Gabrielle M. Grasso , 2025-05-20 14:38:00
Key takeaways:
- Some patients had residual inflammation 1 year after biologic therapy or stable biologic maintenance treatment.
- BMI and female sex were associated with having residual inflammation.
Residual inflammation persisted among patients with psoriasis despite optimal disease response to biologic therapies, putting them at risk for broader health conditions, according to a study.
As Healio previously reported, psoriasis is an independent risk factor for cardiovascular diseases, primarily driven by systemic inflammation. According to a study published in the Journal of Investigative Dermatology, patients with well-controlled psoriasis can still experience residual inflammation — a concept that was first introduced to describe patients with features of high-risk atherosclerosis and high-sensitivity C-reactive protein (CRP) greater than 2mg/L, despite receiving optimal medial therapy.

In this study, the authors assessed residual inflammation in 209 patients from three international cohorts: the Early Detection and Progression of Subclinical Atherosclerosis in Psoriasis cohort (Spain; mean age, 48 years); the Psoriasis Atherosclerosis and Cardiometabolic Disease Initiative (United States; mean age, 53 years); and DermaReg (Sweden; mean age, 46.2 years). Participants achieved a PASI score equal to or less than 2 after stable biologic therapy.
Most participants had overweight or obesity and most were men.
Across the cohorts, results showed that an average of 36.28% of patients had residual inflammation 1 year after biologic therapy or stable biologic maintenance treatment. Those with a baseline high sensitivity CRP lower than 2 mg/L maintained that score after 1 year whereas 62.3% of those with a baseline high sensitivity CRP greater than or equal to 2 mg/L remained at that level in the same time frame, researchers reported.
“These findings are a stark reminder that many patients with psoriasis will have residual systemic inflammation despite excellent control of their skin disease, which puts them at risk for adverse cardiometabolic outcomes,” Joel M. Gelfand, MD, MSCE, FAAD, James J. Leyden Professor of Clinical Investigation, professor of dermatology and epidemiology at University of Pennsylvania’s Perelman School of Medicine, Healio Dermatology’s Chief Medical Editor and one of the investigators of this study, told Healio.
Multiple characteristics were associated with residual inflammation among patients with controlled psoriasis.
First, an analysis stratifying by BMI across cohorts showed that the presence of residual inflammation was considerably higher among those with obesity (50%-63.6%) and overweight (29.6%-37%) compared with those with normal weight (14.3%-25%).

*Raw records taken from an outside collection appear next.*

//! Handshake phases: hosting and advertising a game, browsing and joining one.

use std::fmt;

use crate::protocol::GameNumber;

/// Which side of the handshake we are on.
#[derive(Debug, Clone, Copy, PartialEq, Eq)]
pub enum Role {
    Host,
    Join,
}

#[derive(Debug, Default, Clone, Copy, PartialEq, Eq)]
pub enum SessionPhase {
    #[default]
    Idle,
    /// Waiting for the transport to report the tune result.
    Tuning(Role),
    HostAdvertising,
    Browsing,
    JoinRequested,
    SessionReady,
    /// The transport refused the frequency. Blocks until the user picks another.
    BadFrequency(Role),
}

impl SessionPhase {
    /// Beacons only populate the directory while looking for a game.
    pub fn accepts_beacons(self) -> bool {
        matches!(self, SessionPhase::Browsing | SessionPhase::Tuning(Role::Join))
    }

    pub fn in_session(self) -> bool {
        self == SessionPhase::SessionReady
    }
}

impl fmt::Display for SessionPhase {
    fn fmt(&self, f: &mut fmt::Formatter<'_>) -> fmt::Result {
        let s = match self {
            SessionPhase::Idle => "idle",
            SessionPhase::Tuning(_) => "tuning",
            SessionPhase::HostAdvertising => "waiting for a player",
            SessionPhase::Browsing => "looking for games",
            SessionPhase::JoinRequested => "joining",
            SessionPhase::SessionReady => "playing",
            SessionPhase::BadFrequency(_) => "frequency not allowed",
        };
        f.write_str(s)
    }
}

/// What to do once a requested tune completes.
#[derive(Debug, Clone, Copy, PartialEq, Eq)]
pub(crate) enum TuneIntent {
    Host,
    Browse,
    Join(GameNumber),
}

impl TuneIntent {
    pub(crate) fn role(self) -> Role {
        match self {
            TuneIntent::Host => Role::Host,
            TuneIntent::Browse | TuneIntent::Join(_) => Role::Join,
        }
    }
}

/// A tune the core has asked the host to perform.
#[derive(Debug, Clone, Copy, PartialEq, Eq)]
pub(crate) struct PendingTune {
    pub intent: TuneIntent,
    pub frequency: u32,
}

#[cfg(test)]
mod tests {
    use super::*;

    #[test]
    fn beacons_only_while_looking() {
        assert!(SessionPhase::Browsing.accepts_beacons());
        assert!(SessionPhase::Tuning(Role::Join).accepts_beacons());
        assert!(!SessionPhase::Tuning(Role::Host).accepts_beacons());
        assert!(!SessionPhase::HostAdvertising.accepts_beacons());
        assert!(!SessionPhase::SessionReady.accepts_beacons());
    }

    #[test]
    fn join_intent_is_joiner_role() {
        let g = GameNumber::new(7).unwrap();
        assert_eq!(TuneIntent::Join(g).role(), Role::Join);
        assert_eq!(TuneIntent::Host.role(), Role::Host);
    }
}
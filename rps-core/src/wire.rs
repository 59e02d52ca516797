//! Framing: `<sender>: RPS:<purpose><version><NNN>[payload]\r\n`, ASCII, one frame per radio packet.

use tracing::warn;

use crate::protocol::{
    Body, GameNumber, Message, Purpose, WireMove, MAX_MESSAGE_LEN, PROTOCOL_TAG, PROTOCOL_VERSION,
};

const ESC: u8 = 0x1B;
/// `ESC [ 0 m`, the colour reset some chat clients put before the colon.
const COLOR_RESET_LEN: usize = 4;
/// `ESC [ n ; n n m`, the colour escape some chat clients put before the name.
const COLOR_PREFIX_LEN: usize = 7;
const LINE_END: &[u8] = b"\r\n";
/// purpose + version + three digits
const FIXED_FIELDS_LEN: usize = 5;

/// Encode a message into a single frame. Only a Join/Join-Acknowledge contact is ever shortened
/// to fit `MAX_MESSAGE_LEN`; fixed-width fields are never cut.
pub fn encode(msg: &Message) -> Result<Vec<u8>, EncodeError> {
    if msg.sender.bytes().any(|b| b == b':' || b == b'\r' || b == b'\n') {
        return Err(EncodeError::InvalidSender);
    }
    let mut out = Vec::with_capacity(MAX_MESSAGE_LEN);
    out.extend_from_slice(msg.sender.as_bytes());
    out.extend_from_slice(b": ");
    out.extend_from_slice(PROTOCOL_TAG.as_bytes());
    out.push(b':');
    out.push(msg.purpose().code());
    out.push(msg.version);
    out.extend_from_slice(msg.game_number.to_string().as_bytes());

    let fixed_payload = usize::from(matches!(msg.body, Body::Move(_)));
    if out.len() + fixed_payload + LINE_END.len() > MAX_MESSAGE_LEN {
        return Err(EncodeError::HeaderTooLong(out.len()));
    }

    match &msg.body {
        Body::Move(m) => out.push(m.code()),
        Body::Join { contact } | Body::JoinAck { contact } => {
            if contact.bytes().any(|b| b == b'\r' || b == b'\n') {
                return Err(EncodeError::InvalidContact);
            }
            let room = MAX_MESSAGE_LEN - LINE_END.len() - out.len();
            let kept = truncate_on_char_boundary(contact, room);
            if kept.len() < contact.len() {
                warn!(
                    "outgoing {:?} frame longer than {} bytes, contact truncated",
                    msg.purpose(),
                    MAX_MESSAGE_LEN
                );
            }
            out.extend_from_slice(kept.as_bytes());
        }
        Body::Beacon | Body::WithdrawBeacon | Body::PlayAgain | Body::Quit => {}
    }
    out.extend_from_slice(LINE_END);
    Ok(out)
}

fn truncate_on_char_boundary(s: &str, max: usize) -> &str {
    if s.len() <= max {
        return s;
    }
    let mut end = max;
    while !s.is_char_boundary(end) {
        end -= 1;
    }
    &s[..end]
}

/// Error encoding a message into a frame.
#[derive(Debug, thiserror::Error, PartialEq, Eq)]
pub enum EncodeError {
    #[error("sender name must not contain ':' or line breaks")]
    InvalidSender,
    #[error("contact must not contain line breaks")]
    InvalidContact,
    #[error("fixed fields need {0} bytes, frame cannot fit them")]
    HeaderTooLong(usize),
}

/// Decode one frame. Bytes past `MAX_MESSAGE_LEN` are ignored.
pub fn decode(bytes: &[u8]) -> Result<Message, DecodeError> {
    let buf = &bytes[..bytes.len().min(MAX_MESSAGE_LEN)];
    let colon = buf
        .iter()
        .position(|&b| b == b':')
        .ok_or(DecodeError::MissingNameSeparator)?;

    let (name, mut index) = if colon > 10 && has_color_prefix(buf) {
        let end = buf[COLOR_PREFIX_LEN..]
            .iter()
            .position(|&b| b == b':' || b == ESC)
            .map_or(buf.len(), |p| p + COLOR_PREFIX_LEN);
        let mut index = end;
        if buf.get(index) == Some(&ESC) {
            index += COLOR_RESET_LEN;
        }
        (&buf[COLOR_PREFIX_LEN..end], index)
    } else {
        (&buf[..colon], colon)
    };

    if buf.get(index) != Some(&b':') {
        return Err(DecodeError::MissingNameSeparator);
    }
    index += 1;
    if buf.get(index) != Some(&b' ') {
        return Err(DecodeError::MissingSpace);
    }
    index += 1;

    let tag = PROTOCOL_TAG.as_bytes();
    if !buf[index..].starts_with(tag) || buf.get(index + tag.len()) != Some(&b':') {
        return Err(DecodeError::WrongTag);
    }
    index += tag.len() + 1;

    let (purpose_code, version) = match buf.get(index..index + 2) {
        Some(&[p, v]) => (p, v),
        _ => return Err(DecodeError::Truncated),
    };
    index += 2;

    let digits = buf
        .get(index..index + 3)
        .filter(|d| d.iter().all(u8::is_ascii_digit))
        .ok_or(DecodeError::BadGameNumber)?;
    let n = digits
        .iter()
        .fold(0u16, |acc, d| acc * 10 + u16::from(d - b'0'));
    let game_number = GameNumber::new(n).ok_or(DecodeError::BadGameNumber)?;
    index += FIXED_FIELDS_LEN - 2;

    let purpose = Purpose::from_code(purpose_code).ok_or(DecodeError::UnknownPurpose {
        purpose: purpose_code,
        version,
    })?;

    let body = match purpose {
        Purpose::Move => {
            let code = *buf.get(index).ok_or(DecodeError::Truncated)?;
            Body::Move(WireMove::from_code(code).ok_or(DecodeError::BadMove(code))?)
        }
        Purpose::Beacon => Body::Beacon,
        Purpose::WithdrawBeacon => Body::WithdrawBeacon,
        Purpose::PlayAgain => Body::PlayAgain,
        Purpose::Quit => Body::Quit,
        Purpose::Join => Body::Join {
            contact: read_contact(buf, index)?,
        },
        Purpose::JoinAck => Body::JoinAck {
            contact: read_contact(buf, index)?,
        },
    };

    Ok(Message {
        sender: String::from_utf8_lossy(name).into_owned(),
        version,
        game_number,
        body,
    })
}

fn has_color_prefix(buf: &[u8]) -> bool {
    buf.len() > COLOR_PREFIX_LEN
        && buf[0] == ESC
        && buf[1] == b'['
        && buf[3] == b';'
        && buf[6] == b'm'
}

fn read_contact(buf: &[u8], start: usize) -> Result<String, DecodeError> {
    if start >= buf.len() {
        return Err(DecodeError::Truncated);
    }
    let rest = &buf[start..];
    let end = rest
        .iter()
        .position(|&b| b == b'\r' || b == b'\n')
        .unwrap_or(rest.len());
    Ok(String::from_utf8_lossy(&rest[..end]).into_owned())
}

/// Why a frame was dropped.
#[derive(Debug, thiserror::Error, PartialEq, Eq)]
pub enum DecodeError {
    #[error("no ':' after sender name")]
    MissingNameSeparator,
    #[error("missing ' ' after sender name")]
    MissingSpace,
    #[error("not an RPS frame")]
    WrongTag,
    #[error("frame ends early")]
    Truncated,
    #[error("game number is not three digits")]
    BadGameNumber,
    #[error("unknown move code {0:#04x}")]
    BadMove(u8),
    #[error("unknown purpose {purpose:#04x} at version {version:#04x}")]
    UnknownPurpose { purpose: u8, version: u8 },
}

impl DecodeError {
    /// An unknown purpose from a newer protocol version is expected noise, not a fault.
    pub fn is_forward_compatible(&self) -> bool {
        matches!(self, DecodeError::UnknownPurpose { version, .. } if *version > PROTOCOL_VERSION)
    }

    /// Unknown purpose at a version we should fully understand.
    pub fn is_protocol_error(&self) -> bool {
        matches!(self, DecodeError::UnknownPurpose { version, .. } if *version <= PROTOCOL_VERSION)
    }
}

#[cfg(test)]
mod tests {
    use super::*;
    use crate::protocol::Hand;

    fn game(n: u16) -> GameNumber {
        GameNumber::new(n).unwrap()
    }

    fn every_body() -> Vec<Body> {
        let mut bodies = vec![
            Body::Beacon,
            Body::WithdrawBeacon,
            Body::PlayAgain,
            Body::Quit,
            Body::Move(WireMove::Count1),
            Body::Move(WireMove::Count2),
            Body::Join {
                contact: "NAlice".to_string(),
            },
            Body::JoinAck {
                contact: String::new(),
            },
        ];
        bodies.extend(Hand::ALL.map(|h| Body::Move(WireMove::Throw(h))));
        bodies
    }

    #[test]
    fn roundtrip_every_purpose() {
        for body in every_body() {
            for n in [0, 7, 42, 999] {
                let msg = Message::new("Flipper1", game(n), body.clone());
                let frame = encode(&msg).unwrap();
                assert!(frame.len() <= MAX_MESSAGE_LEN);
                assert_eq!(decode(&frame).unwrap(), msg);
            }
        }
    }

    #[test]
    fn encodes_expected_text() {
        let msg = Message::new("YourFlip", game(42), Body::Move(WireMove::Throw(Hand::Rock)));
        assert_eq!(encode(&msg).unwrap(), b"YourFlip: RPS:MA042R\r\n");
        let msg = Message::new(
            "YourFlip",
            game(42),
            Body::Join {
                contact: "NYourNameHere".to_string(),
            },
        );
        assert_eq!(encode(&msg).unwrap(), b"YourFlip: RPS:JA042NYourNameHere\r\n");
    }

    #[test]
    fn missing_colon_is_dropped() {
        assert_eq!(
            decode(b"Bob NO_COLON_HERE"),
            Err(DecodeError::MissingNameSeparator)
        );
    }

    #[test]
    fn missing_space_is_dropped() {
        assert_eq!(decode(b"Bob:RPS:BA042\r\n"), Err(DecodeError::MissingSpace));
    }

    #[test]
    fn wrong_tag_is_dropped() {
        assert_eq!(decode(b"Bob: hello there\r\n"), Err(DecodeError::WrongTag));
        assert_eq!(decode(b"Bob: RPSX:BA042\r\n"), Err(DecodeError::WrongTag));
    }

    #[test]
    fn bad_game_number_is_dropped() {
        assert_eq!(decode(b"Bob: RPS:BA4x2\r\n"), Err(DecodeError::BadGameNumber));
        assert_eq!(decode(b"Bob: RPS:BA42"), Err(DecodeError::BadGameNumber));
    }

    #[test]
    fn truncated_fields_are_dropped() {
        assert_eq!(decode(b"Bob: RPS:B"), Err(DecodeError::Truncated));
        assert_eq!(decode(b"Bob: RPS:MA042"), Err(DecodeError::Truncated));
        assert_eq!(decode(b"Bob: RPS:JA042"), Err(DecodeError::Truncated));
        assert_eq!(decode(b"Bob: RPS:MA042X"), Err(DecodeError::BadMove(b'X')));
    }

    #[test]
    fn unknown_purpose_is_classified_by_version() {
        let known = decode(b"Bob: RPS:ZA042\r\n").unwrap_err();
        assert!(known.is_protocol_error());
        assert!(!known.is_forward_compatible());

        let older = decode(b"Bob: RPS:Z0042\r\n").unwrap_err();
        assert!(older.is_protocol_error());

        let newer = decode(b"Bob: RPS:ZB042\r\n").unwrap_err();
        assert!(newer.is_forward_compatible());
        assert!(!newer.is_protocol_error());
    }

    #[test]
    fn newer_version_with_known_purpose_still_decodes() {
        let msg = decode(b"Bob: RPS:BB042\r\n").unwrap();
        assert_eq!(msg.version, b'B');
        assert_eq!(msg.body, Body::Beacon);
    }

    #[test]
    fn color_wrapped_sender_is_unwrapped() {
        let frame = b"\x1b[0;33mChatUser\x1b[0m: RPS:BA007\r\n";
        let msg = decode(frame).unwrap();
        assert_eq!(msg.sender, "ChatUser");
        assert_eq!(msg.game_number, game(7));
        assert_eq!(msg.body, Body::Beacon);
    }

    #[test]
    fn contact_stops_at_line_break() {
        let msg = decode(b"Bob: RPS:AA042NBob\rtrailing").unwrap();
        assert_eq!(
            msg.body,
            Body::JoinAck {
                contact: "NBob".to_string()
            }
        );
    }

    #[test]
    fn oversized_contact_is_truncated_to_frame() {
        let msg = Message::new(
            "Bob",
            game(1),
            Body::Join {
                contact: "x".repeat(100),
            },
        );
        let frame = encode(&msg).unwrap();
        assert_eq!(frame.len(), MAX_MESSAGE_LEN);
        assert!(frame.ends_with(b"\r\n"));
        let decoded = decode(&frame).unwrap();
        assert_eq!(decoded.game_number, game(1));
        match decoded.body {
            Body::Join { contact } => assert!(contact.len() < 100),
            other => panic!("expected Join, got {other:?}"),
        }
    }

    #[test]
    fn oversized_header_is_refused() {
        let msg = Message::new("n".repeat(55), game(1), Body::Beacon);
        assert!(matches!(encode(&msg), Err(EncodeError::HeaderTooLong(_))));
    }

    #[test]
    fn invalid_sender_is_refused() {
        let msg = Message::new("a:b", game(1), Body::Beacon);
        assert_eq!(encode(&msg), Err(EncodeError::InvalidSender));
    }

    #[test]
    fn bytes_past_max_len_are_ignored() {
        let mut frame = b"Bob: RPS:JA042".to_vec();
        frame.extend(std::iter::repeat(b'c').take(100));
        let msg = decode(&frame).unwrap();
        match msg.body {
            Body::Join { contact } => assert_eq!(contact.len(), MAX_MESSAGE_LEN - 14),
            other => panic!("expected Join, got {other:?}"),
        }
    }
}
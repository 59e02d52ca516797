//! Turn state machine: count one, count two, throw; then settle both sides.

use std::fmt;

use crate::protocol::{Hand, WireMove};

/// Where one player is in the current turn.
#[derive(Debug, Default, Clone, Copy, PartialEq, Eq, Hash)]
pub enum PlayerState {
    /// Nothing heard yet, or the session ended.
    #[default]
    Unknown,
    Ready,
    Counting1,
    Counting2,
    Chosen(Hand),
    Won(Hand),
    Lost(Hand),
    Tied(Hand),
    /// Local side only: the remote never started the turn.
    RemoteTimedOut,
}

impl PlayerState {
    /// Turn is over for this side; Play-Again is allowed.
    pub fn is_terminal(self) -> bool {
        matches!(
            self,
            PlayerState::Won(_) | PlayerState::Lost(_) | PlayerState::Tied(_)
        )
    }

    pub fn hand(self) -> Option<Hand> {
        match self {
            PlayerState::Chosen(h)
            | PlayerState::Won(h)
            | PlayerState::Lost(h)
            | PlayerState::Tied(h) => Some(h),
            _ => None,
        }
    }

    /// One-character code used in the match history file.
    pub fn as_char(self) -> char {
        use crate::protocol::Hand::*;
        match self {
            PlayerState::Unknown => '?',
            PlayerState::Ready => 'G',
            PlayerState::Counting1 => '1',
            PlayerState::Counting2 => '2',
            PlayerState::Chosen(Rock) => 'R',
            PlayerState::Chosen(Paper) => 'P',
            PlayerState::Chosen(Scissors) => 'S',
            PlayerState::Lost(Rock) => 'L',
            PlayerState::Lost(Paper) => 'l',
            PlayerState::Lost(Scissors) => '-',
            PlayerState::Tied(Rock) => 'T',
            PlayerState::Tied(Paper) => 't',
            PlayerState::Tied(Scissors) => 'x',
            PlayerState::Won(Rock) => 'W',
            PlayerState::Won(Paper) => 'w',
            PlayerState::Won(Scissors) => '+',
            PlayerState::RemoteTimedOut => '7',
        }
    }

    pub fn from_char(c: char) -> Option<Self> {
        use crate::protocol::Hand::*;
        Some(match c {
            '?' => PlayerState::Unknown,
            'G' => PlayerState::Ready,
            '1' => PlayerState::Counting1,
            '2' => PlayerState::Counting2,
            'R' => PlayerState::Chosen(Rock),
            'P' => PlayerState::Chosen(Paper),
            'S' => PlayerState::Chosen(Scissors),
            'L' => PlayerState::Lost(Rock),
            'l' => PlayerState::Lost(Paper),
            '-' => PlayerState::Lost(Scissors),
            'T' => PlayerState::Tied(Rock),
            't' => PlayerState::Tied(Paper),
            'x' => PlayerState::Tied(Scissors),
            'W' => PlayerState::Won(Rock),
            'w' => PlayerState::Won(Paper),
            '+' => PlayerState::Won(Scissors),
            '7' => PlayerState::RemoteTimedOut,
            _ => return None,
        })
    }
}

impl fmt::Display for PlayerState {
    fn fmt(&self, f: &mut fmt::Formatter<'_>) -> fmt::Result {
        match self {
            PlayerState::Unknown => f.write_str("-"),
            PlayerState::Ready => f.write_str("ready"),
            PlayerState::Counting1 => f.write_str("one"),
            PlayerState::Counting2 => f.write_str("two"),
            PlayerState::Chosen(h) => f.write_str(h.name()),
            PlayerState::Won(h) => write!(f, "{} (won)", h.name()),
            PlayerState::Lost(h) => write!(f, "{} (lost)", h.name()),
            PlayerState::Tied(h) => write!(f, "{} (tie)", h.name()),
            PlayerState::RemoteTimedOut => f.write_str("opponent timed out"),
        }
    }
}

/// Input the local player can make during a turn.
#[derive(Debug, Clone, Copy, PartialEq, Eq)]
pub enum LocalMove {
    Count,
    Throw(Hand),
}

#[derive(Debug, Clone, Copy, PartialEq, Eq, thiserror::Error)]
pub enum TurnError {
    /// Count pressed again after "two"; harmless.
    #[error("already counted to two")]
    AlreadyCounted,
    #[error("move out of sequence in state {0:?}")]
    OutOfSequence(PlayerState),
}

/// Apply a local move. Returns the new state and the move to broadcast.
pub fn local_transition(
    state: PlayerState,
    mv: LocalMove,
) -> Result<(PlayerState, WireMove), TurnError> {
    match (state, mv) {
        (PlayerState::Ready, LocalMove::Count) => Ok((PlayerState::Counting1, WireMove::Count1)),
        (PlayerState::Counting1, LocalMove::Count) => {
            Ok((PlayerState::Counting2, WireMove::Count2))
        }
        (PlayerState::Counting2, LocalMove::Count) => Err(TurnError::AlreadyCounted),
        (PlayerState::Counting2, LocalMove::Throw(h)) => {
            Ok((PlayerState::Chosen(h), WireMove::Throw(h)))
        }
        (s, _) => Err(TurnError::OutOfSequence(s)),
    }
}

/// Apply a move heard from the remote. Duplicates are out of sequence.
pub fn remote_transition(state: PlayerState, mv: WireMove) -> Result<PlayerState, TurnError> {
    match (state, mv) {
        (PlayerState::Ready, WireMove::Count1) => Ok(PlayerState::Counting1),
        (PlayerState::Counting1, WireMove::Count2) => Ok(PlayerState::Counting2),
        (PlayerState::Counting2, WireMove::Throw(h)) => Ok(PlayerState::Chosen(h)),
        (s, _) => Err(TurnError::OutOfSequence(s)),
    }
}

/// Result of a turn from the local player's point of view.
#[derive(Debug, Clone, Copy, PartialEq, Eq, Hash)]
pub enum Outcome {
    Win,
    Loss,
    Tie,
}

pub fn resolve(local: Hand, remote: Hand) -> Outcome {
    if local == remote {
        Outcome::Tie
    } else if local.beats(remote) {
        Outcome::Win
    } else {
        Outcome::Loss
    }
}

/// Terminal states for (local, remote) plus the local outcome.
pub fn settle(local: Hand, remote: Hand) -> (PlayerState, PlayerState, Outcome) {
    let outcome = resolve(local, remote);
    let (l, r) = match outcome {
        Outcome::Win => (PlayerState::Won(local), PlayerState::Lost(remote)),
        Outcome::Loss => (PlayerState::Lost(local), PlayerState::Won(remote)),
        Outcome::Tie => (PlayerState::Tied(local), PlayerState::Tied(remote)),
    };
    (l, r, outcome)
}
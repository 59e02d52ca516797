//! Per-session context: both players' turn states, when they last changed, and who the remote is.

use std::time::{Duration, Instant};

use tracing::debug;

use crate::protocol::{GameNumber, Hand};
use crate::turn::PlayerState;

#[derive(Debug, Clone)]
pub struct SessionState {
    pub local: PlayerState,
    pub remote: PlayerState,
    pub local_changed_at: Instant,
    pub remote_changed_at: Instant,
    pub game_number: GameNumber,
    /// Echo window of the last message we sent.
    pub echo_window: Duration,
    pub remote_name: Option<String>,
    pub remote_contact: Option<String>,
}

impl SessionState {
    pub fn new(game_number: GameNumber, now: Instant) -> Self {
        Self {
            local: PlayerState::Unknown,
            remote: PlayerState::Unknown,
            local_changed_at: now,
            remote_changed_at: now,
            game_number,
            echo_window: Duration::ZERO,
            remote_name: None,
            remote_contact: None,
        }
    }

    /// Both sides back to Ready for a fresh turn. The remote peer is kept.
    pub fn restart(&mut self, now: Instant) {
        debug!("game {} restarting turn", self.game_number);
        self.set_local(PlayerState::Ready, now);
        self.set_remote(PlayerState::Ready, now);
    }

    /// Forget the turn and the remote peer.
    pub fn end(&mut self, now: Instant) {
        self.set_local(PlayerState::Unknown, now);
        self.set_remote(PlayerState::Unknown, now);
        self.remote_name = None;
        self.remote_contact = None;
    }

    pub fn set_local(&mut self, state: PlayerState, now: Instant) {
        self.local = state;
        self.local_changed_at = now;
    }

    pub fn set_remote(&mut self, state: PlayerState, now: Instant) {
        self.remote = state;
        self.remote_changed_at = now;
    }

    /// Both throws, once both are in and the local one has been shown long enough.
    pub fn throws_to_resolve(&self, now: Instant, show_moves: Duration) -> Option<(Hand, Hand)> {
        match (self.local, self.remote) {
            (PlayerState::Chosen(l), PlayerState::Chosen(r))
                if now.saturating_duration_since(self.local_changed_at) > show_moves =>
            {
                Some((l, r))
            }
            _ => None,
        }
    }

    /// The remote has sat in Ready for longer than `timeout`.
    pub fn remote_stalled(&self, now: Instant, timeout: Duration) -> bool {
        self.remote == PlayerState::Ready
            && now.saturating_duration_since(self.remote_changed_at) > timeout
    }
}

#[cfg(test)]
mod tests {
    use super::*;

    fn session(now: Instant) -> SessionState {
        let mut s = SessionState::new(GameNumber::new(42).unwrap(), now);
        s.restart(now);
        s
    }

    #[test]
    fn timeout_is_strictly_after_threshold() {
        let t0 = Instant::now();
        let s = session(t0);
        let timeout = Duration::from_secs(60);
        assert!(!s.remote_stalled(t0 + timeout, timeout));
        assert!(s.remote_stalled(t0 + timeout + Duration::from_millis(1), timeout));
    }

    #[test]
    fn counting_remote_never_stalls() {
        let t0 = Instant::now();
        let mut s = session(t0);
        s.set_remote(PlayerState::Counting1, t0);
        assert!(!s.remote_stalled(t0 + Duration::from_secs(600), Duration::from_secs(60)));
    }

    #[test]
    fn resolution_waits_for_show_time() {
        let t0 = Instant::now();
        let mut s = session(t0);
        let show = Duration::from_millis(500);
        s.set_remote(PlayerState::Chosen(Hand::Scissors), t0);
        s.set_local(PlayerState::Chosen(Hand::Rock), t0);
        assert_eq!(s.throws_to_resolve(t0 + show, show), None);
        assert_eq!(
            s.throws_to_resolve(t0 + show + Duration::from_millis(1), show),
            Some((Hand::Rock, Hand::Scissors))
        );
    }

    #[test]
    fn end_forgets_peer() {
        let t0 = Instant::now();
        let mut s = session(t0);
        s.remote_name = Some("Bob".into());
        s.end(t0);
        assert_eq!(s.local, PlayerState::Unknown);
        assert!(s.remote_name.is_none());
    }
}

The authors also found that baseline systemic inflammation and hepatic steatosis were consistently elevated among patients with residual inflammation. Researchers also observed visceral adiposity, which is the main component of central obesity, among these patients.
Female sex was considered an independent risk factor for having residual inflammation across all three cohorts.
“It is widely known that autoimmune diseases are more frequent in women and in the general population, higher CRP levels are usually found in women than in men,” Gelfand and colleagues wrote. “In fact, sex-specific CRP cutoff points have been suggested for cardiovascular risk evaluation.”
Lastly, patients treated with anti-tumor necrosis factor medications had a lower proportion of residual inflammation than those treated with other biologic treatments, researchers reported. On the other hand, treatment with anti-interleukin-12/23s was linked to higher residual inflammation rates.
“Despite treatment with biologic drugs and adequate skin control, a significant proportion of patients persisted with systemic inflammation, suggesting that nonvisible inflammation may still contribute to cardiovascular risk,” Gelfand and colleagues wrote. “Addressing residual inflammation in patients with psoriasis could ultimately lead to more comprehensive treatment strategies aimed at reducing both skin and systemic inflammation.”